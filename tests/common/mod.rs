/*
MIT License with postqe Attribution

Copyright (c) 2025 Ameyanagi

Based on or developed using Distribution: postqe
Copyright (c) 2016-2017 Quantum ESPRESSO Foundation and SISSA (Scuola Internazionale Superiore di Studi Avanzati).
All rights reserved.
*/

//! Helpers shared by the integration tests

#![allow(dead_code)]

use num_complex::Complex64;
use postqe::context::{AtomicPosition, AtomicSpecies, StructureContext};
use std::fs;
use std::path::{Path, PathBuf};

/// Frame a payload as a Fortran unformatted sequential record
pub fn fortran_record(payload: &[u8]) -> Vec<u8> {
    let marker = (payload.len() as i32).to_le_bytes();
    let mut record = marker.to_vec();
    record.extend_from_slice(payload);
    record.extend_from_slice(&marker);
    record
}

pub fn i32_payload(values: &[i32]) -> Vec<u8> {
    values.iter().flat_map(|v| v.to_le_bytes()).collect()
}

pub fn f64_payload(values: &[f64]) -> Vec<u8> {
    values.iter().flat_map(|v| v.to_le_bytes()).collect()
}

/// In-memory description of a flat charge file
#[derive(Debug, Clone)]
pub struct FlatChargeFile {
    pub gamma_only: bool,
    pub nspin: i32,
    pub bg: [[f64; 3]; 3],
    pub miller: Vec<[i32; 3]>,
    pub fields: Vec<Vec<Complex64>>,
}

impl FlatChargeFile {
    /// Unit cubic reciprocal basis, no fields yet
    pub fn new(nspin: i32, miller: Vec<[i32; 3]>) -> Self {
        Self {
            gamma_only: false,
            nspin,
            bg: [[1.0, 0.0, 0.0], [0.0, 1.0, 0.0], [0.0, 0.0, 1.0]],
            miller,
            fields: Vec::new(),
        }
    }

    pub fn gamma_only(mut self) -> Self {
        self.gamma_only = true;
        self
    }

    pub fn with_field(mut self, field: Vec<Complex64>) -> Self {
        self.fields.push(field);
        self
    }

    pub fn to_bytes(&self) -> Vec<u8> {
        let mut bytes = fortran_record(&i32_payload(&[
            self.gamma_only as i32,
            self.miller.len() as i32,
            self.nspin,
        ]));
        let bg: Vec<f64> = self.bg.iter().flatten().copied().collect();
        bytes.extend(fortran_record(&f64_payload(&bg)));
        let indices: Vec<i32> = self.miller.iter().flatten().copied().collect();
        bytes.extend(fortran_record(&i32_payload(&indices)));
        for field in &self.fields {
            let values: Vec<f64> = field.iter().flat_map(|c| [c.re, c.im]).collect();
            bytes.extend(fortran_record(&f64_payload(&values)));
        }
        bytes
    }

    pub fn write_to(&self, dir: &Path, name: &str) -> PathBuf {
        let path = dir.join(name);
        fs::write(&path, self.to_bytes()).unwrap();
        path
    }
}

pub fn real(values: &[f64]) -> Vec<Complex64> {
    values.iter().map(|&v| Complex64::new(v, 0.0)).collect()
}

/// Density `ρ0 + 2a·cos(2π x/alat)` of a cubic cell, as Gamma-only coefficients
pub fn cosine_density(rho0: f64, amplitude: f64) -> FlatChargeFile {
    FlatChargeFile::new(1, vec![[0, 0, 0], [1, 0, 0]])
        .gamma_only()
        .with_field(real(&[rho0, amplitude]))
}

/// Simple cubic cell with one hydrogen-like ion at the origin
pub fn cubic_context(alat: f64, ecutrho: f64) -> StructureContext {
    StructureContext {
        alat,
        a: [[1.0, 0.0, 0.0], [0.0, 1.0, 0.0], [0.0, 0.0, 1.0]],
        b: None,
        ecutrho,
        functional: "SLA PZ NOGX NOGC".to_string(),
        atomic_positions: vec![AtomicPosition {
            species: "H".to_string(),
            position: [0.0, 0.0, 0.0],
        }],
        atomic_species: vec![AtomicSpecies {
            name: "H".to_string(),
            mass: 1.008,
            pseudo_file: "H.pz-vbc.UPF".to_string(),
            valence_charge: Some(1.0),
        }],
        pseudo_dir: PathBuf::from("pseudo"),
        nspin: 1,
    }
}
/*
MIT License with postqe Attribution

Copyright (c) 2025 Ameyanagi

Based on or developed using Distribution: postqe
Copyright (c) 2016-2017 Quantum ESPRESSO Foundation and SISSA (Scuola Internazionale Superiore di Studi Avanzati).
All rights reserved.
*/

//! Exchange-correlation functionals and the xc potential on a mesh

use super::config::KernelConfig;
use super::errors::{PotentialError, Result};
use ndarray::{Array3, Zip};

const T13: f64 = 1.0 / 3.0;

/// Exchange-correlation functional types
#[derive(Debug, Clone, Copy, PartialEq, Eq)]
pub enum ExchangeCorrelationType {
    /// Slater exchange with Perdew-Zunger correlation
    LDA,
    /// Slater exchange only
    Slater,
}

impl ExchangeCorrelationType {
    /// Create a new exchange-correlation functional type from string
    pub fn from_string(name: &str) -> Result<Self> {
        const LDA_ALIASES: [&str; 6] = ["PZ", "LDA", "SLA-PZ", "SLA+PZ", "SLA PZ", "SLA PZ NOGX NOGC"];
        const SLATER_ALIASES: [&str; 3] = ["SLA", "SLATER", "SLA NOC NOGX NOGC"];

        let name = name.trim();
        if LDA_ALIASES.iter().any(|a| a.eq_ignore_ascii_case(name)) {
            Ok(ExchangeCorrelationType::LDA)
        } else if SLATER_ALIASES.iter().any(|a| a.eq_ignore_ascii_case(name)) {
            Ok(ExchangeCorrelationType::Slater)
        } else {
            Err(PotentialError::InvalidExchangeCorrelation(format!(
                "Unknown exchange-correlation functional: {}",
                name
            )))
        }
    }

    /// Get a string representation of the exchange-correlation type
    pub fn as_str(&self) -> &'static str {
        match self {
            ExchangeCorrelationType::LDA => "SLA-PZ",
            ExchangeCorrelationType::Slater => "SLA",
        }
    }
}

/// Energy densities and potentials at one point, in Hartree
#[derive(Debug, Clone, Copy, PartialEq, Default)]
pub struct XcComponents {
    pub ex: f64,
    pub ec: f64,
    pub vx: f64,
    pub vc: f64,
}

/// Evaluates an exchange-correlation functional at a single density
pub trait XcEvaluator: Send + Sync {
    /// Reject functionals this evaluator does not know before any point is evaluated
    fn validate(&self, functional: &str) -> Result<()>;

    /// Components at density `rho > 0`
    fn evaluate(&self, rho: f64, functional: &str) -> Result<XcComponents>;
}

/// Local density approximation: Slater exchange and Perdew-Zunger correlation
#[derive(Debug, Clone, Copy, Default)]
pub struct LocalDensityXc;

impl XcEvaluator for LocalDensityXc {
    fn validate(&self, functional: &str) -> Result<()> {
        ExchangeCorrelationType::from_string(functional).map(|_| ())
    }

    fn evaluate(&self, rho: f64, functional: &str) -> Result<XcComponents> {
        let kind = ExchangeCorrelationType::from_string(functional)?;
        let (vx, ex) = slater_exchange(rho);
        let (vc, ec) = match kind {
            ExchangeCorrelationType::LDA => pz_correlation(rho),
            ExchangeCorrelationType::Slater => (0.0, 0.0),
        };
        Ok(XcComponents { ex, ec, vx, vc })
    }
}

/// Slater exchange potential and energy density `(vx, ex)`
///
/// `vx = -(3/π)^(1/3) ρ^(1/3)`, `ex = 3/4 vx`.
pub fn slater_exchange(rho: f64) -> (f64, f64) {
    let cx = -(3.0 / std::f64::consts::PI).powf(T13);
    let vx = cx * rho.powf(T13);
    (vx, 0.75 * vx)
}

/// Perdew-Zunger correlation potential and energy density `(vc, ec)`
///
/// Uses the Padé form for `rs > 1` and the logarithmic expansion otherwise,
/// with the unpolarised Ceperley-Alder fit parameters.
pub fn pz_correlation(rho: f64) -> (f64, f64) {
    // Low-density parameters
    let gamma = -0.1423;
    let beta1 = 1.0529;
    let beta2 = 0.3334;
    // High-density parameters
    let a = 0.0311;
    let b = -0.048;
    let c = 0.0020;
    let d = -0.0116;

    let rs = (3.0 / (4.0 * std::f64::consts::PI * rho)).powf(T13);

    if rs > 1.0 {
        let root = rs.sqrt();
        let dt = 1.0 + beta1 * root + beta2 * rs;
        let ec = gamma / dt;
        let nt = 1.0 + 7.0 / 6.0 * beta1 * root + 4.0 / 3.0 * beta2 * rs;
        (ec * nt / dt, ec)
    } else {
        let ln_rs = rs.ln();
        let ec = a * ln_rs + b + c * rs * ln_rs + d * rs;
        let vc = a * ln_rs + (b - a * T13) + 2.0 * T13 * c * rs * ln_rs + T13 * (2.0 * d - c) * rs;
        (vc, ec)
    }
}

/// Exchange-correlation potential on a mesh, in Rydberg
///
/// At every point `ρ = charge + core`. Where `|ρ|` exceeds
/// [`KernelConfig::vanishing_charge`] the potential is `e2·(vx + vc)` of
/// `|ρ|`, elsewhere it is zero.
pub fn xc_potential(
    charge: &Array3<f64>,
    core_charge: &Array3<f64>,
    functional: &str,
    evaluator: &dyn XcEvaluator,
    config: &KernelConfig,
) -> Result<Array3<f64>> {
    if charge.dim() != core_charge.dim() {
        return Err(PotentialError::ShapeMismatch(format!(
            "charge has shape {:?} but core charge has shape {:?}",
            charge.dim(),
            core_charge.dim()
        )));
    }
    evaluator.validate(functional)?;

    let values = Zip::from(charge)
        .and(core_charge)
        .par_map_collect(|&rho, &core| -> Result<f64> {
            let rho = rho + core;
            if rho.abs() > config.vanishing_charge {
                let xc = evaluator.evaluate(rho.abs(), functional)?;
                Ok(config.e2 * (xc.vx + xc.vc))
            } else {
                Ok(0.0)
            }
        });

    let mut potential = Array3::zeros(charge.dim());
    for (dst, value) in potential.iter_mut().zip(values) {
        *dst = value?;
    }
    Ok(potential)
}
/*
MIT License with postqe Attribution

Copyright (c) 2025 Ameyanagi

Based on or developed using Distribution: postqe
Copyright (c) 2016-2017 Quantum ESPRESSO Foundation and SISSA (Scuola Internazionale Superiore di Studi Avanzati).
All rights reserved.
*/

//! Main executable for postqe

use clap::Parser;
use env_logger::Env;
use postqe::cli::Cli;

fn main() -> anyhow::Result<()> {
    let cli = Cli::parse();

    // Initialize logging
    let log_level = if cli.verbose { "debug" } else { "info" };
    env_logger::Builder::from_env(Env::default().default_filter_or(log_level)).init();

    log::debug!("postqe v{}", postqe::VERSION);
    postqe::cli::run(cli)
}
|---|
### Problem requirements
The answer must be every line of the records that holds the string "ExchangeCorrelationType".

### Your solution
pub enum ExchangeCorrelationType {
impl ExchangeCorrelationType {
            Ok(ExchangeCorrelationType::LDA)
            Ok(ExchangeCorrelationType::Slater)
            ExchangeCorrelationType::LDA => "SLA-PZ",
            ExchangeCorrelationType::Slater => "SLA",
        ExchangeCorrelationType::from_string(functional).map(|_| ())
        let kind = ExchangeCorrelationType::from_string(functional)?;
            ExchangeCorrelationType::LDA => pz_correlation(rho),
            ExchangeCorrelationType::Slater => (0.0, 0.0),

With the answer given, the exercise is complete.